* EXTRACTED RECORDS:
################

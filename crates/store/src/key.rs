use muster_primitives::community::CommunityId;
use muster_primitives::peer::PeerId;

/// Default service prefix; deployments sharing a backend with an existing
/// keyspace override it.
pub const DEFAULT_PREFIX: &str = "muster1";

/// Key layout under the service prefix. Fixed, version-independent:
///
/// - `{prefix}:community:{community}:{peer}` - announce records
/// - `{prefix}:statistics:unique_communities` - seen community ids
/// - `{prefix}:statistics:unique_peers` - seen peer ids
///
/// Identifiers render as lowercase hex, so keys and scan patterns never
/// contain glob metacharacters.
#[derive(Clone, Debug)]
pub struct Keyspace {
    prefix: String,
}

impl Default for Keyspace {
    fn default() -> Self {
        Self::new(DEFAULT_PREFIX)
    }
}

impl Keyspace {
    #[must_use]
    pub fn new(prefix: &str) -> Self {
        Self {
            prefix: prefix.to_owned(),
        }
    }

    #[must_use]
    pub fn announce(&self, community: &CommunityId, peer: &PeerId) -> String {
        format!("{}:community:{community}:{peer}", self.prefix)
    }

    #[must_use]
    pub fn community_pattern(&self, community: &CommunityId) -> String {
        format!("{}:community:{community}:*", self.prefix)
    }

    #[must_use]
    pub fn unique_communities(&self) -> String {
        format!("{}:statistics:unique_communities", self.prefix)
    }

    #[must_use]
    pub fn unique_peers(&self) -> String {
        format!("{}:statistics:unique_peers", self.prefix)
    }
}
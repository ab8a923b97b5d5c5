use crate::core::{SpecDocument, SplitReport, Splitter, Storage};
use crate::utils::error::{Result, SplitError};
use async_trait::async_trait;
use serde_yaml::Mapping;

pub struct SchemaSplitter<S: Storage> {
    storage: S,
    input: String,
    out_dir: String,
}

impl<S: Storage> SchemaSplitter<S> {
    pub fn new(storage: S, input: impl Into<String>, out_dir: impl Into<String>) -> Self {
        Self {
            storage,
            input: input.into(),
            out_dir: out_dir.into(),
        }
    }
}

#[async_trait]
impl<S: Storage> Splitter for SchemaSplitter<S> {
    fn section(&self) -> &'static str {
        "schemas"
    }

    async fn split(&self) -> Result<SplitReport> {
        let bytes = self.storage.read_file(&self.input).await?;
        let doc = SpecDocument::from_slice(&bytes)?;

        let schemas = doc
            .section("components")
            .and_then(|components| components.get("schemas"))
            .ok_or_else(|| SplitError::MissingSection {
                section: "components/schemas".to_string(),
                file: self.input.clone(),
            })?;
        let schemas = schemas
            .as_mapping()
            .ok_or_else(|| SplitError::MalformedSection {
                section: "components/schemas".to_string(),
                reason: "expected a mapping".to_string(),
            })?;

        self.storage.create_dir(&self.out_dir).await?;

        let mut written = 0;
        for (key, schema) in schemas {
            let name = key.as_str().ok_or_else(|| SplitError::MalformedSection {
                section: "components/schemas".to_string(),
                reason: "non-string schema name".to_string(),
            })?;

            let mut entry = Mapping::new();
            entry.insert(key.clone(), schema.clone());
            let yaml = serde_yaml::to_string(&entry)?;

            let output_file = format!("{}/{}.yaml", self.out_dir, name);
            self.storage
                .write_file(&output_file, yaml.as_bytes())
                .await?;
            tracing::info!("Saved schema '{}' to {}", name, output_file);
            written += 1;
        }

        Ok(SplitReport {
            written,
            skipped: 0,
        })
    }
}
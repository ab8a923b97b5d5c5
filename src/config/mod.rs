pub mod cli;

use crate::core::ConfigProvider;
use crate::utils::error::Result;
use crate::utils::validation::{validate_non_empty_string, validate_path, validate_url, Validate};
use clap::Parser;
use serde::{Deserialize, Serialize};

#[derive(Debug, Clone, Serialize, Deserialize, Parser)]
#[command(name = "openapi-split")]
#[command(about = "Fetches an OpenAPI spec and splits it into per-entity YAML files")]
pub struct CliConfig {
    #[arg(
        long,
        default_value = "https://raw.githubusercontent.com/openai/openai-openapi/refs/heads/manual_spec/openapi.yaml"
    )]
    pub spec_url: String,

    #[arg(long, default_value = "openai-api-spec.yaml")]
    pub spec_file: String,

    #[arg(long, default_value = ".")]
    pub output_path: String,

    #[arg(long, default_value = "paths")]
    pub paths_dir: String,

    #[arg(long, default_value = "schemas")]
    pub schemas_dir: String,

    #[arg(long, default_value = "groups")]
    pub groups_dir: String,

    #[arg(long, help = "Enable verbose output")]
    pub verbose: bool,
}

impl ConfigProvider for CliConfig {
    fn spec_url(&self) -> &str {
        &self.spec_url
    }

    fn spec_file(&self) -> &str {
        &self.spec_file
    }

    fn output_path(&self) -> &str {
        &self.output_path
    }

    fn paths_dir(&self) -> &str {
        &self.paths_dir
    }

    fn schemas_dir(&self) -> &str {
        &self.schemas_dir
    }

    fn groups_dir(&self) -> &str {
        &self.groups_dir
    }
}

impl Validate for CliConfig {
    fn validate(&self) -> Result<()> {
        validate_url("spec_url", &self.spec_url)?;
        validate_path("output_path", &self.output_path)?;
        validate_non_empty_string("spec_file", &self.spec_file)?;
        validate_non_empty_string("paths_dir", &self.paths_dir)?;
        validate_non_empty_string("schemas_dir", &self.schemas_dir)?;
        validate_non_empty_string("groups_dir", &self.groups_dir)?;
        Ok(())
    }
}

################

* EXERCISE OBJECTIVE: Within the records above, find every line holding the word "input" and give the total as a bare number.

* TASK ANSWER: 5